Look below for the line holding "use stroyhelper::dialogue::DialogueState;" and the line holding "dotenv::dotenv().ok();". Repeat those two and everything between, exactly.

"""

use anyhow::Result;
use std::sync::Arc;
use teloxide::dispatching::dialogue::InMemStorage;
use teloxide::prelude::*;
use teloxide::update_listeners::webhooks;
use tracing::{info, warn};

use stroyhelper::bot::{schema, BotContext};
use stroyhelper::config::BotConfig;
use stroyhelper::dialogue::DialogueState;
use stroyhelper::localization::init_localization;
use stroyhelper::logging::init_logging;
use stroyhelper::retry::with_retry;

#[tokio::main]
async fn main() -> Result<()> {
    // Load environment variables from .env file
    dotenv::dotenv().ok();

    let config = BotConfig::from_env()?;
    init_logging(config.log_format);

    info!("Starting StroyHelper bot");

    init_localization()?;
    info!(
        data_dir = %config.data_dir.display(),
        knowledge_base_dir = %config.knowledge_base_dir.display(),
        admins = config.admin_ids.len(),
        "Configuration loaded"
    );

    let bot = Bot::new(config.bot_token.clone());
    let webhook = config.webhook.clone();
    let recovery = config.recovery.clone();
    let ctx = Arc::new(BotContext::new(config));

    let mut dispatcher = Dispatcher::builder(bot.clone(), schema())
        .dependencies(dptree::deps![InMemStorage::<DialogueState>::new(), ctx])
        .default_handler(|upd| async move {
            warn!(update = ?upd, "Unhandled update");
        })
        .error_handler(LoggingErrorHandler::with_custom_text(
            "An error has occurred in the dispatcher",
        ))
        .enable_ctrlc_handler()
        .build();

    match webhook {
        Some(webhook) => {
            info!(url = %webhook.url, listen_addr = %webhook.listen_addr, "Starting webhook listener");
            let listener = with_retry(&recovery, "webhook setup", || {
                webhooks::axum(
                    bot.clone(),
                    webhooks::Options::new(webhook.listen_addr, webhook.url.clone()),
                )
            })
            .await?;
            dispatcher
                .dispatch_with_listener(
                    listener,
                    LoggingErrorHandler::with_custom_text("An error from the update listener"),
                )
                .await;
        }
        None => {
            with_retry(&recovery, "webhook removal", || {
                bot.delete_webhook().drop_pending_updates(true).send()
            })
            .await?;
            info!("Starting long polling");
            dispatcher.dispatch().await;
        }
    }

    info!("Bot stopped");
    Ok(())
}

"""

Result of this exercise
use stroyhelper::dialogue::DialogueState;
use stroyhelper::localization::init_localization;
use stroyhelper::logging::init_logging;
use stroyhelper::retry::with_retry;

#[tokio::main]
async fn main() -> Result<()> {
    // Load environment variables from .env file
    dotenv::dotenv().ok();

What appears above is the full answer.